I am making effort to eat food that I enjoy at breakfast. I think it is about slowing down . I am working hard to try and stop the frenetic pace I am so used to and that has not done me any favours over the past two decades. I’m not sure if it is too late to reverse the damage done, but I will try. This week I very much did try very hard…!
Sunday
I went back to Sabrina Ghayour’s version of French toast. It was not disappointing and made for a peaceful breakfast out in the garden. It was so warm and sunny, it was not difficult to feel at peace.

Monday
I was working from home. I logged in early, worked out what I needed to do for the day, and then went downstairs to make my breakfast. I enjoyed it in the conservatory, which as you know, is my happy place.

Tuesday
Tuesday is always clinic day for me. So Monday evenings are spent preparing physically and emotionally for the day ahead. It now includes making this chia seed and oat pudding. I tried to eat this mindfully, focusing on the lush green of the garden that I could see through the kitchen window and the sound of the silence in the house. It was calming. I needed it, as not only did I have to do my own clinic in the morning and I had to race home after clinic to get to my own personal clinic appointment later in the day.

Wednesday
Another day working from home, usual for me. There was one meeting in my diary and I needed to complete the admin from the Tuesday clinic. However, before all of that, and all the other things I needed to do, I made my favourite breakfast of French toast and ate it in the garden. My husband joined me part the way through which was nice. Given that I was not going to have any other face to face interactions for the working day it was nice to this pleasant human contact and get some fresh air.

Thursday
I was working from home this week. A change to my usual schedule from my clinic. I had nine o’clock meeting and them plenty of admin to get through. I did do the nine o’clock meeting first – but it was not at all a stressful thing that I had not eaten before hand! And then I made myself breakfast. I just was not organised enough to get it all ready beforehand. And of course the point of all this, is to be relaxed and enjoy breakfast. So maybe this exception proves the rule or something like that…

Friday
The last day of the working week. The day when I need the most positive of energies as I am also the on call paediatrician for our department. So it is important to start the day correctly. Thursday night I prepared another chia seed and oat pudding and enjoyed the result on Friday morning. I have to say, I left for work, just a shade later than usual and the traffic was horrible and it took almost two hours to get to work. However, before I would have been in some sort of distress with myself but on Friday, I was feeling a little ‘zen’. Figuring that I at least got to work safely, I listened to an interesting podcast on the way and enjoyed the sunshine. All because I was full and sated before I left my home.

Saturday
It should have been a relaxed start to the weekend. However, I had another hospital appointment to get to and I needed to fast for 6 hours before. Therefore there was no breakfast for me. I went to hospital, lay in a scanner for however many minutes and used my breathing exercises and mindfulness techniques to get through it all. I was planning a romanticized brunch at whatever local cafe their might be by the hospital. However, as I sat in my car in the carpark Googling places to eat, I just felt this overwhelming desire to get back to my own home and enjoy the peace of my humble abode. So I raced away and made myself the brunch I wanted – cardamom doughnut brioche french toasts with blueberries and kiwi fruit.

Sunday
Today is Sunday. I afforded myself a lie-in, I tied the kitchen a little bit and ate a very small breakfast. Tahini, almond and orange brownies, made yesterday (post coming soon) and eaten with some Greek yoghurt and coffee. Coffee has not been part of my ‘relaxed breakfast’ conversation for a while. It was upsetting my stomach and making me feel quite anxious when I was drinking it in the car on the days when I was the most tired and stressed. So I could see that it was not healthy for me in those situations. However, today I thought that a small cup with some skimmed milk would not be a bad thing. I was correct, it went down very well.
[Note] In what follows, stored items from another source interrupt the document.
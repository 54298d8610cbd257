//! # brdoc-cnpj
//!
//! CNPJ validation, check-digit computation, and display formatting for
//! the 2026 alphanumeric format.
//!
//! ## Design Principles
//!
//! - Everything is a pure function of its input; there is no state
//! - Validation is strict: lowercase and stray characters are errors,
//!   never silently corrected
//! - One internal guard pipeline backs all entry points; the boolean
//!   predicate, the detailed report, and the `Result` variants are thin
//!   wrappers over it
//! - Error message text (Portuguese) is a fixed contract; stable codes
//!   are available via [`CnpjError::code`]
//!
//! ## Identifier Format
//!
//! ```text
//! 12ABC34501DE35          canonical (12-char base + 2 check digits)
//! 12.ABC.345/01DE-35      display form
//! ```
//!
//! The base accepts `[A-Z0-9]`; the two check digits are always numeric.
//! Check digits come from a weighted mod-11 sum where each character
//! contributes its ASCII offset from `'0'`, so letters feed values above
//! 9 into the sums.
//!
//! ## Example
//!
//! ```
//! use brdoc_cnpj::{is_valid, Cnpj};
//!
//! assert!(is_valid("12.ABC.345/01DE-35"));
//!
//! let cnpj = Cnpj::from_base("000000000001")?;
//! assert_eq!(cnpj.as_str(), "00000000000191");
//! assert_eq!(cnpj.formatted(), "00.000.000/0001-91");
//! # Ok::<(), brdoc_cnpj::CnpjError>(())
//! ```

mod error;
mod types;
mod validate;

pub use error::CnpjError;
pub use types::{CheckDigits, Cnpj, ValidationReport};
pub use validate::{
    calcula_dv, check_digits, format, is_valid, normalize, validate, BASE_LENGTH, TOTAL_LENGTH,
};
//! Validation verdicts for complete CNPJs.

use anyhow::Result;
use brdoc_cnpj::validate;
use clap::Args;
use serde::Serialize;
use tabled::Tabled;

use crate::error::CliError;
use crate::output::{print_output, OutputFormat};

/// Validate one or more CNPJs.
#[derive(Debug, Args)]
pub struct ValidateCommand {
    /// CNPJs to validate, with or without separators.
    #[arg(required = true)]
    inputs: Vec<String>,
}

#[derive(Debug, Serialize, Tabled)]
struct ValidateRow {
    #[tabled(rename = "Input")]
    input: String,

    #[tabled(rename = "Valid")]
    valid: bool,

    #[tabled(rename = "Errors")]
    errors: String,
}

impl ValidateCommand {
    pub fn run(self, format: OutputFormat) -> Result<()> {
        let mut failed = 0usize;
        let rows: Vec<ValidateRow> = self
            .inputs
            .iter()
            .map(|input| {
                let report = validate(input);
                if !report.is_valid {
                    failed += 1;
                }
                ValidateRow {
                    input: input.clone(),
                    valid: report.is_valid,
                    errors: report.errors.map(|e| e.join("; ")).unwrap_or_default(),
                }
            })
            .collect();

        print_output(&rows, format);

        if failed > 0 {
            return Err(CliError::SomeInvalid {
                failed,
                total: self.inputs.len(),
            }
            .into());
        }
        Ok(())
    }
}
//! CLI commands.

mod dv;
mod format;
mod validate;

use anyhow::Result;
use clap::{Parser, Subcommand};

use crate::output::OutputFormat;

/// brdoc CLI - validate, complete, and format Brazilian CNPJ identifiers.
#[derive(Debug, Parser)]
#[command(name = "brdoc")]
#[command(author, version, about, long_about = None)]
pub struct Cli {
    /// Output format (table or json).
    #[arg(long, global = true, value_enum, default_value = "table")]
    format: OutputFormat,

    #[command(subcommand)]
    command: Commands,
}

#[derive(Debug, Subcommand)]
enum Commands {
    /// Validate complete CNPJs (base plus check digits).
    Validate(validate::ValidateCommand),

    /// Compute check digits for 12-character bases.
    Dv(dv::DvCommand),

    /// Render CNPJs in the display form XX.XXX.XXX/XXXX-XX.
    Format(format::FormatCommand),
}

impl Cli {
    pub fn run(self) -> Result<()> {
        match self.command {
            Commands::Validate(cmd) => cmd.run(self.format),
            Commands::Dv(cmd) => cmd.run(self.format),
            Commands::Format(cmd) => cmd.run(self.format),
        }
    }
}
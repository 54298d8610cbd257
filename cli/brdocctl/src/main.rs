//! brdoc - CLI for Brazilian CNPJ validation and formatting.
//!
//! Thin wrapper over `brdoc-cnpj` for shell pipelines and CI checks.

use anyhow::Result;
use clap::Parser;

mod commands;
mod error;
mod output;

use commands::Cli;

fn main() -> Result<()> {
    let cli = Cli::parse();

    if let Err(e) = cli.run() {
        error::print_error(&e);
        std::process::exit(1);
    }

    Ok(())
}
//! Output formatting for CLI commands.

use clap::ValueEnum;
use colored::Colorize;
use serde::Serialize;
use tabled::{Table, Tabled};

/// Output format.
#[derive(Debug, Clone, Copy, Default, ValueEnum)]
pub enum OutputFormat {
    /// Human-readable table format.
    #[default]
    Table,
    /// JSON format.
    Json,
}

/// Print data in the specified format.
pub fn print_output<T: Serialize + Tabled>(data: &[T], format: OutputFormat) {
    match format {
        OutputFormat::Table => {
            if data.is_empty() {
                println!("{}", "No items found.".dimmed());
            } else {
                let table = Table::new(data).to_string();
                println!("{table}");
            }
        }
        OutputFormat::Json => {
            let json = serde_json::to_string_pretty(data).unwrap_or_else(|_| "[]".to_string());
            println!("{json}");
        }
    }
}
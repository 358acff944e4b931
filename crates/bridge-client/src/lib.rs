//! WebSocket client for the button bridge.

pub mod client;
pub mod error;

pub use client::{BridgeClient, ClientNotification, DEFAULT_REQUEST_TIMEOUT};
pub use error::ClientError;
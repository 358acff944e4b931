pub mod errors;
pub mod events;
pub mod ids;
pub mod rpc;

pub use errors::{DeviceError, ErrorCode, SubscriptionError};
pub use events::{ButtonEvent, EdgeKind};
pub use ids::ConnectionId;
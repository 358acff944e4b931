//! Capability name → interested connections, plus the "all notifications" set.
//!
//! One lock guards every set and the live-connection roster, so a reader
//! never sees a half-applied change and a connection whose teardown has
//! started can neither be re-added nor handed a new notification.

use std::collections::{BTreeSet, HashMap, HashSet};
use std::fmt;
use std::str::FromStr;

use bridge_core::{ConnectionId, SubscriptionError};
use parking_lot::RwLock;

/// Subscribable device capabilities.
#[derive(Clone, Copy, Debug, PartialEq, Eq, Hash, PartialOrd, Ord)]
pub enum Capability {
    ButtonState,
    ButtonEdges,
}

impl Capability {
    pub const ALL: [Capability; 2] = [Capability::ButtonState, Capability::ButtonEdges];

    pub fn as_str(&self) -> &'static str {
        match self {
            Self::ButtonState => "get_button_state",
            Self::ButtonEdges => "subscribe_button_edges",
        }
    }
}

impl fmt::Display for Capability {
    fn fmt(&self, f: &mut fmt::Formatter<'_>) -> fmt::Result {
        f.write_str(self.as_str())
    }
}

impl FromStr for Capability {
    type Err = SubscriptionError;

    fn from_str(s: &str) -> Result<Self, Self::Err> {
        match s {
            "get_button_state" => Ok(Self::ButtonState),
            "subscribe_button_edges" => Ok(Self::ButtonEdges),
            other => Err(SubscriptionError::InvalidSubscription(other.to_string())),
        }
    }
}

/// Who a notification is addressed to.
#[derive(Clone, Copy, Debug, PartialEq, Eq)]
pub enum Audience {
    Capability(Capability),
    Everyone,
}

#[derive(Default)]
struct Inner {
    live: HashSet<ConnectionId>,
    by_capability: HashMap<Capability, BTreeSet<ConnectionId>>,
    broadcast: BTreeSet<ConnectionId>,
}

#[derive(Default)]
pub struct SubscriptionRegistry {
    inner: RwLock<Inner>,
}

impl SubscriptionRegistry {
    pub fn new() -> Self {
        Self::default()
    }

    /// Admit a freshly opened connection. Only admitted connections can subscribe.
    pub fn register_connection(&self, id: &ConnectionId) {
        self.inner.write().live.insert(id.clone());
    }

    /// Subscribe by wire name. Returns whether the connection was newly added.
    pub fn subscribe(&self, capability: &str, id: &ConnectionId) -> Result<bool, SubscriptionError> {
        let capability: Capability = capability.parse()?;
        self.subscribe_capability(capability, id)
    }

    pub fn subscribe_capability(
        &self,
        capability: Capability,
        id: &ConnectionId,
    ) -> Result<bool, SubscriptionError> {
        let mut inner = self.inner.write();
        if !inner.live.contains(id) {
            return Err(SubscriptionError::ConnectionClosed(id.to_string()));
        }
        let added = inner
            .by_capability
            .entry(capability)
            .or_default()
            .insert(id.clone());
        if added {
            tracing::info!(
                connection_id = %id,
                capability = %capability,
                subscribers = inner.by_capability[&capability].len(),
                "Connection subscribed"
            );
        }
        Ok(added)
    }

    /// Join the broadcast set. A connection already torn down is ignored.
    pub fn subscribe_all(&self, id: &ConnectionId) -> bool {
        let mut inner = self.inner.write();
        if !inner.live.contains(id) {
            return false;
        }
        inner.broadcast.insert(id.clone())
    }

    /// Drop every reference to `id`. Safe for unknown or never-subscribed ids.
    pub fn unsubscribe_all(&self, id: &ConnectionId) {
        let mut inner = self.inner.write();
        inner.live.remove(id);
        inner.broadcast.remove(id);
        for set in inner.by_capability.values_mut() {
            set.remove(id);
        }
    }

    /// Snapshot of the current subscribers to `capability`.
    pub fn subscribers_of(&self, capability: Capability) -> Vec<ConnectionId> {
        self.inner
            .read()
            .by_capability
            .get(&capability)
            .map(|set| set.iter().cloned().collect())
            .unwrap_or_default()
    }

    pub fn broadcast_subscribers(&self) -> Vec<ConnectionId> {
        self.inner.read().broadcast.iter().cloned().collect()
    }

    pub fn has_subscribers(&self, capability: Capability) -> bool {
        self.inner
            .read()
            .by_capability
            .get(&capability)
            .is_some_and(|set| !set.is_empty())
    }

    pub fn is_subscribed(&self, capability: Capability, id: &ConnectionId) -> bool {
        self.inner
            .read()
            .by_capability
            .get(&capability)
            .is_some_and(|set| set.contains(id))
    }

    /// Call `deliver` once per distinct connection in any of `audiences`.
    ///
    /// The read lock is held for the whole pass, so `unsubscribe_all` waits
    /// for an in-flight delivery and none starts after it returns. `deliver`
    /// must not block.
    pub fn fan_out(&self, audiences: &[Audience], mut deliver: impl FnMut(&ConnectionId)) {
        let inner = self.inner.read();
        let mut seen: BTreeSet<&ConnectionId> = BTreeSet::new();
        for audience in audiences {
            let members: Box<dyn Iterator<Item = &ConnectionId>> = match audience {
                Audience::Everyone => Box::new(inner.broadcast.iter()),
                Audience::Capability(cap) => match inner.by_capability.get(cap) {
                    Some(set) => Box::new(set.iter()),
                    None => Box::new(std::iter::empty()),
                },
            };
            for id in members {
                if seen.insert(id) {
                    deliver(id);
                }
            }
        }
    }
}
use std::sync::atomic::{AtomicU64, Ordering};
use std::sync::Arc;
use std::time::Duration;

use axum::extract::ws::{Message as WsMessage, WebSocket};
use bridge_core::ConnectionId;
use dashmap::DashMap;
use futures::{SinkExt, StreamExt};
use tokio::sync::mpsc;
use tokio_util::sync::CancellationToken;

/// One open WebSocket session. Owned by the registry; everything else
/// refers to it by [`ConnectionId`].
pub struct Connection {
    pub id: ConnectionId,
    tx: mpsc::Sender<String>,
    close: CancellationToken,
    last_pong: AtomicU64,
}

impl Connection {
    fn new(id: ConnectionId, tx: mpsc::Sender<String>) -> Self {
        Self {
            id,
            tx,
            close: CancellationToken::new(),
            last_pong: AtomicU64::new(now_secs()),
        }
    }

    pub fn record_pong(&self) {
        self.last_pong.store(now_secs(), Ordering::Relaxed);
    }

    pub fn is_alive(&self, timeout: Duration) -> bool {
        let last = self.last_pong.load(Ordering::Relaxed);
        now_secs().saturating_sub(last) < timeout.as_secs()
    }

    /// Ask the session loop to end; its teardown then runs as usual.
    pub fn request_close(&self) {
        self.close.cancel();
    }
}

fn now_secs() -> u64 {
    std::time::SystemTime::now()
        .duration_since(std::time::UNIX_EPOCH)
        .unwrap_or_default()
        .as_secs()
}

/// Registry of all open connections.
pub struct ConnectionRegistry {
    connections: DashMap<ConnectionId, Arc<Connection>>,
    max_send_queue: usize,
}

impl ConnectionRegistry {
    pub fn new(max_send_queue: usize) -> Self {
        Self {
            connections: DashMap::new(),
            max_send_queue,
        }
    }

    /// Register a new connection and return its ID + outbound queue.
    pub fn register(&self) -> (ConnectionId, mpsc::Receiver<String>) {
        let id = ConnectionId::new();
        let (tx, rx) = mpsc::channel(self.max_send_queue);
        self.connections
            .insert(id.clone(), Arc::new(Connection::new(id.clone(), tx)));
        (id, rx)
    }

    pub fn unregister(&self, id: &ConnectionId) {
        if let Some((_, conn)) = self.connections.remove(id) {
            conn.request_close();
        }
    }

    pub fn get(&self, id: &ConnectionId) -> Option<Arc<Connection>> {
        self.connections.get(id).map(|c| Arc::clone(c.value()))
    }

    pub fn is_open(&self, id: &ConnectionId) -> bool {
        self.connections.contains_key(id)
    }

    /// Queue a message for one connection without waiting. A full queue
    /// drops the message.
    pub fn send_to(&self, id: &ConnectionId, message: String) -> bool {
        let Some(conn) = self.connections.get(id) else {
            return false;
        };
        match conn.tx.try_send(message) {
            Ok(()) => true,
            Err(mpsc::error::TrySendError::Full(msg)) => {
                tracing::warn!(
                    connection_id = %id,
                    msg_len = msg.len(),
                    "Send queue full, dropping message"
                );
                false
            }
            Err(mpsc::error::TrySendError::Closed(_)) => false,
        }
    }

    pub fn count(&self) -> usize {
        self.connections.len()
    }

    /// Close connections that haven't answered pings within `timeout`.
    pub fn close_dead_connections(&self, timeout: Duration) -> usize {
        let mut closed = 0;
        for entry in self.connections.iter() {
            if !entry.value().is_alive(timeout) {
                entry.value().request_close();
                closed += 1;
                tracing::info!(connection_id = %entry.key(), "Closing unresponsive connection");
            }
        }
        closed
    }
}

/// Pump one WebSocket: outbound queue → socket with periodic pings,
/// socket text frames → `on_message`. Returns when the peer goes away, the
/// connection is asked to close, or `shutdown` fires. The caller runs teardown.
pub async fn handle_ws_connection(
    socket: WebSocket,
    id: ConnectionId,
    mut rx: mpsc::Receiver<String>,
    registry: Arc<ConnectionRegistry>,
    on_message: mpsc::Sender<(ConnectionId, String)>,
    ping_interval: Duration,
    shutdown: CancellationToken,
) {
    let Some(conn) = registry.get(&id) else {
        return;
    };
    let (mut ws_tx, mut ws_rx) = socket.split();

    let writer_id = id.clone();
    let mut writer = tokio::spawn(async move {
        let mut ping = tokio::time::interval(ping_interval);
        ping.tick().await; // consume first immediate tick

        loop {
            tokio::select! {
                msg = rx.recv() => {
                    let Some(text) = msg else { break };
                    if ws_tx.send(WsMessage::Text(text.into())).await.is_err() {
                        break;
                    }
                }
                _ = ping.tick() => {
                    if ws_tx.send(WsMessage::Ping(Vec::new().into())).await.is_err() {
                        break;
                    }
                    tracing::trace!(connection_id = %writer_id, "Sent ping");
                }
            }
        }
        let _ = ws_tx.close().await;
    });

    let reader_id = id.clone();
    let reader_conn = Arc::clone(&conn);
    let mut reader = tokio::spawn(async move {
        while let Some(Ok(msg)) = ws_rx.next().await {
            match msg {
                WsMessage::Text(text) => {
                    if on_message.send((reader_id.clone(), text.to_string())).await.is_err() {
                        break;
                    }
                }
                WsMessage::Pong(_) => reader_conn.record_pong(),
                WsMessage::Close(_) => break,
                _ => {}
            }
        }
    });

    tokio::select! {
        _ = &mut writer => {},
        _ = &mut reader => {},
        _ = conn.close.cancelled() => {},
        _ = shutdown.cancelled() => {},
    }
    reader.abort();
    writer.abort();
}

/// Periodically close connections that stopped answering pings.
pub fn start_cleanup_task(
    registry: Arc<ConnectionRegistry>,
    interval: Duration,
    timeout: Duration,
) -> tokio::task::JoinHandle<()> {
    tokio::spawn(async move {
        let mut ticker = tokio::time::interval(interval);
        loop {
            ticker.tick().await;
            let closed = registry.close_dead_connections(timeout);
            if closed > 0 {
                tracing::info!(closed, "Dead connection cleanup");
            }
        }
    })
}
Everyday this week I have eaten a breakfast that I enjoy. I have taken time to stop. I have tried very hard not worry about traffic , my ever increasing task list and of backlog of reports. It has been good and I think I have benefited from starting my days in this way. I have felt recharged after a longer nights sleep and ready to face whatever the day brings. I am hoping I can sustain this. It is very easy for stress and anxiety to drive me back to bad habits. I am learning better manage those overwhelming thoughts and feelings and give them the perspective they deserve and need. Essentially, trying to put myself into a better mental state, one that I can sustain, before I have to give pieces of myself to the outside world.
It maybe a small thing that I am doing but it is working for me and perhaps helping make better use of the life that I have been so blessed to have.